TASK REQUIREMENTS – Make an exact copy of all the records.

EXERCISE MATERIAL –
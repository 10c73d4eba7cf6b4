//! Token kinds for Llace.

use std::fmt;

/// Classification of a scanned token.
///
/// Besides real lexemes this covers the kinds produced by the scanner
/// decorators (`LeadingDocumentation`, `TrailingDocumentation`,
/// `SynthDocument`, `MultilineString`) and the four lexical error kinds.
#[derive(Copy, Clone, Eq, PartialEq, Hash, Debug)]
pub enum TokenKind {
    Eof,

    // Punctuation
    Ampersand,
    AmpersandAmpersand,
    Asterisk,
    Colon,
    Comma,
    Compare,
    CompareReversed,
    Dash,
    Dot,
    DotDot,
    Equals,
    EqualsEquals,
    EqualsEqualsEquals,
    Exclamation,
    GreaterThan,
    GreaterThanOrEquals,
    LeftBrace,
    LeftBracket,
    LeftParenthesis,
    LessThan,
    LessThanOrEquals,
    Matches,
    NotMatches,
    Plus,
    QuestionMark,
    QuestionMarkColon,
    RightArrow,
    RightBrace,
    RightBracket,
    RightParenthesis,
    Semicolon,
    Slash,
    VerticalBar,

    // Keywords
    And,
    As,
    In,
    Is,
    Not,
    Of,
    Or,
    To,

    // Literals
    BackTickedString,
    CharLiteral,
    DateLiteral,
    DateTimeLiteral,
    IntegerLiteral,
    IpAddressV4,
    IpAddressV6,
    MultilineString,
    StringLiteral,
    UuidLiteral,

    Identifier,

    // Documentation
    Documentation,
    LeadingDocumentation,
    TrailingDocumentation,
    SynthDocument,

    // Lexical errors
    UnclosedLiteral,
    UnclosedString,
    UnrecognizedChar,
    UnrecognizedLiteral,
}

impl TokenKind {
    /// Canonical surface text for punctuation and keywords; a bracketed
    /// description for every other kind.
    ///
    /// The scanner uses this as the text of punctuation tokens, and
    /// diagnostics use it to describe expected and found tokens.
    pub const fn text(self) -> &'static str {
        match self {
            TokenKind::Eof => "[end of file]",
            TokenKind::Ampersand => "&",
            TokenKind::AmpersandAmpersand => "&&",
            TokenKind::Asterisk => "*",
            TokenKind::Colon => ":",
            TokenKind::Comma => ",",
            TokenKind::Compare => "<=>",
            TokenKind::CompareReversed => ">=<",
            TokenKind::Dash => "-",
            TokenKind::Dot => ".",
            TokenKind::DotDot => "..",
            TokenKind::Equals => "=",
            TokenKind::EqualsEquals => "==",
            TokenKind::EqualsEqualsEquals => "===",
            TokenKind::Exclamation => "!",
            TokenKind::GreaterThan => ">",
            TokenKind::GreaterThanOrEquals => ">=",
            TokenKind::LeftBrace => "{",
            TokenKind::LeftBracket => "[",
            TokenKind::LeftParenthesis => "(",
            TokenKind::LessThan => "<",
            TokenKind::LessThanOrEquals => "<=",
            TokenKind::Matches => "=~",
            TokenKind::NotMatches => "!~",
            TokenKind::Plus => "+",
            TokenKind::QuestionMark => "?",
            TokenKind::QuestionMarkColon => "?:",
            TokenKind::RightArrow => "->",
            TokenKind::RightBrace => "}",
            TokenKind::RightBracket => "]",
            TokenKind::RightParenthesis => ")",
            TokenKind::Semicolon => ";",
            TokenKind::Slash => "/",
            TokenKind::VerticalBar => "|",
            TokenKind::And => "and",
            TokenKind::As => "as",
            TokenKind::In => "in",
            TokenKind::Is => "is",
            TokenKind::Not => "not",
            TokenKind::Of => "of",
            TokenKind::Or => "or",
            TokenKind::To => "to",
            TokenKind::BackTickedString => "[back-ticked string]",
            TokenKind::CharLiteral => "[character literal]",
            TokenKind::DateLiteral => "[date literal]",
            TokenKind::DateTimeLiteral => "[date-time literal]",
            TokenKind::IntegerLiteral => "[integer literal]",
            TokenKind::IpAddressV4 => "[IP address v4 literal]",
            TokenKind::IpAddressV6 => "[IP address v6 literal]",
            TokenKind::MultilineString => "[multiline string]",
            TokenKind::StringLiteral => "[string literal]",
            TokenKind::UuidLiteral => "[UUID literal]",
            TokenKind::Identifier => "[identifier]",
            TokenKind::Documentation => "[documentation]",
            TokenKind::LeadingDocumentation => "[leading documentation]",
            TokenKind::TrailingDocumentation => "[trailing documentation]",
            TokenKind::SynthDocument => "[synthetic documentation operator]",
            TokenKind::UnclosedLiteral => "[error - literal extends past end of line]",
            TokenKind::UnclosedString => "[error - string extends past end of line]",
            TokenKind::UnrecognizedChar => "[error - unrecognized character]",
            TokenKind::UnrecognizedLiteral => "[error - unrecognized literal]",
        }
    }

    /// True for the four lexical error kinds.
    #[inline]
    pub const fn is_error(self) -> bool {
        matches!(
            self,
            TokenKind::UnclosedLiteral
                | TokenKind::UnclosedString
                | TokenKind::UnrecognizedChar
                | TokenKind::UnrecognizedLiteral
        )
    }
}

impl fmt::Display for TokenKind {
    fn fmt(&self, f: &mut fmt::Formatter<'_>) -> fmt::Result {
        f.write_str(self.text())
    }
}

ANSWER FOR THE TASK –
repository 10c73d4eba7cf6b4
//! Token kinds for Llace.

use std::fmt;

/// Classification of a scanned token.
///
/// Besides real lexemes this covers the kinds produced by the scanner
/// decorators (`LeadingDocumentation`, `TrailingDocumentation`,
/// `SynthDocument`, `MultilineString`) and the four lexical error kinds.
#[derive(Copy, Clone, Eq, PartialEq, Hash, Debug)]
pub enum TokenKind {
    Eof,

    // Punctuation
    Ampersand,
    AmpersandAmpersand,
    Asterisk,
    Colon,
    Comma,
    Compare,
    CompareReversed,
    Dash,
    Dot,
    DotDot,
    Equals,
    EqualsEquals,
    EqualsEqualsEquals,
    Exclamation,
    GreaterThan,
    GreaterThanOrEquals,
    LeftBrace,
    LeftBracket,
    LeftParenthesis,
    LessThan,
    LessThanOrEquals,
    Matches,
    NotMatches,
    Plus,
    QuestionMark,
    QuestionMarkColon,
    RightArrow,
    RightBrace,
    RightBracket,
    RightParenthesis,
    Semicolon,
    Slash,
    VerticalBar,

    // Keywords
    And,
    As,
    In,
    Is,
    Not,
    Of,
    Or,
    To,

    // Literals
    BackTickedString,
    CharLiteral,
    DateLiteral,
    DateTimeLiteral,
    IntegerLiteral,
    IpAddressV4,
    IpAddressV6,
    MultilineString,
    StringLiteral,
    UuidLiteral,

    Identifier,

    // Documentation
    Documentation,
    LeadingDocumentation,
    TrailingDocumentation,
    SynthDocument,

    // Lexical errors
    UnclosedLiteral,
    UnclosedString,
    UnrecognizedChar,
    UnrecognizedLiteral,
}

impl TokenKind {
    /// Canonical surface text for punctuation and keywords; a bracketed
    /// description for every other kind.
    ///
    /// The scanner uses this as the text of punctuation tokens, and
    /// diagnostics use it to describe expected and found tokens.
    pub const fn text(self) -> &'static str {
        match self {
            TokenKind::Eof => "[end of file]",
            TokenKind::Ampersand => "&",
            TokenKind::AmpersandAmpersand => "&&",
            TokenKind::Asterisk => "*",
            TokenKind::Colon => ":",
            TokenKind::Comma => ",",
            TokenKind::Compare => "<=>",
            TokenKind::CompareReversed => ">=<",
            TokenKind::Dash => "-",
            TokenKind::Dot => ".",
            TokenKind::DotDot => "..",
            TokenKind::Equals => "=",
            TokenKind::EqualsEquals => "==",
            TokenKind::EqualsEqualsEquals => "===",
            TokenKind::Exclamation => "!",
            TokenKind::GreaterThan => ">",
            TokenKind::GreaterThanOrEquals => ">=",
            TokenKind::LeftBrace => "{",
            TokenKind::LeftBracket => "[",
            TokenKind::LeftParenthesis => "(",
            TokenKind::LessThan => "<",
            TokenKind::LessThanOrEquals => "<=",
            TokenKind::Matches => "=~",
            TokenKind::NotMatches => "!~",
            TokenKind::Plus => "+",
            TokenKind::QuestionMark => "?",
            TokenKind::QuestionMarkColon => "?:",
            TokenKind::RightArrow => "->",
            TokenKind::RightBrace => "}",
            TokenKind::RightBracket => "]",
            TokenKind::RightParenthesis => ")",
            TokenKind::Semicolon => ";",
            TokenKind::Slash => "/",
            TokenKind::VerticalBar => "|",
            TokenKind::And => "and",
            TokenKind::As => "as",
            TokenKind::In => "in",
            TokenKind::Is => "is",
            TokenKind::Not => "not",
            TokenKind::Of => "of",
            TokenKind::Or => "or",
            TokenKind::To => "to",
            TokenKind::BackTickedString => "[back-ticked string]",
            TokenKind::CharLiteral => "[character literal]",
            TokenKind::DateLiteral => "[date literal]",
            TokenKind::DateTimeLiteral => "[date-time literal]",
            TokenKind::IntegerLiteral => "[integer literal]",
            TokenKind::IpAddressV4 => "[IP address v4 literal]",
            TokenKind::IpAddressV6 => "[IP address v6 literal]",
            TokenKind::MultilineString => "[multiline string]",
            TokenKind::StringLiteral => "[string literal]",
            TokenKind::UuidLiteral => "[UUID literal]",
            TokenKind::Identifier => "[identifier]",
            TokenKind::Documentation => "[documentation]",
            TokenKind::LeadingDocumentation => "[leading documentation]",
            TokenKind::TrailingDocumentation => "[trailing documentation]",
            TokenKind::SynthDocument => "[synthetic documentation operator]",
            TokenKind::UnclosedLiteral => "[error - literal extends past end of line]",
            TokenKind::UnclosedString => "[error - string extends past end of line]",
            TokenKind::UnrecognizedChar => "[error - unrecognized character]",
            TokenKind::UnrecognizedLiteral => "[error - unrecognized literal]",
        }
    }

    /// True for the four lexical error kinds.
    #[inline]
    pub const fn is_error(self) -> bool {
        matches!(
            self,
            TokenKind::UnclosedLiteral
                | TokenKind::UnclosedString
                | TokenKind::UnrecognizedChar
                | TokenKind::UnrecognizedLiteral
        )
    }
}

impl fmt::Display for TokenKind {
    fn fmt(&self, f: &mut fmt::Formatter<'_>) -> fmt::Result {
        f.write_str(self.text())
    }
}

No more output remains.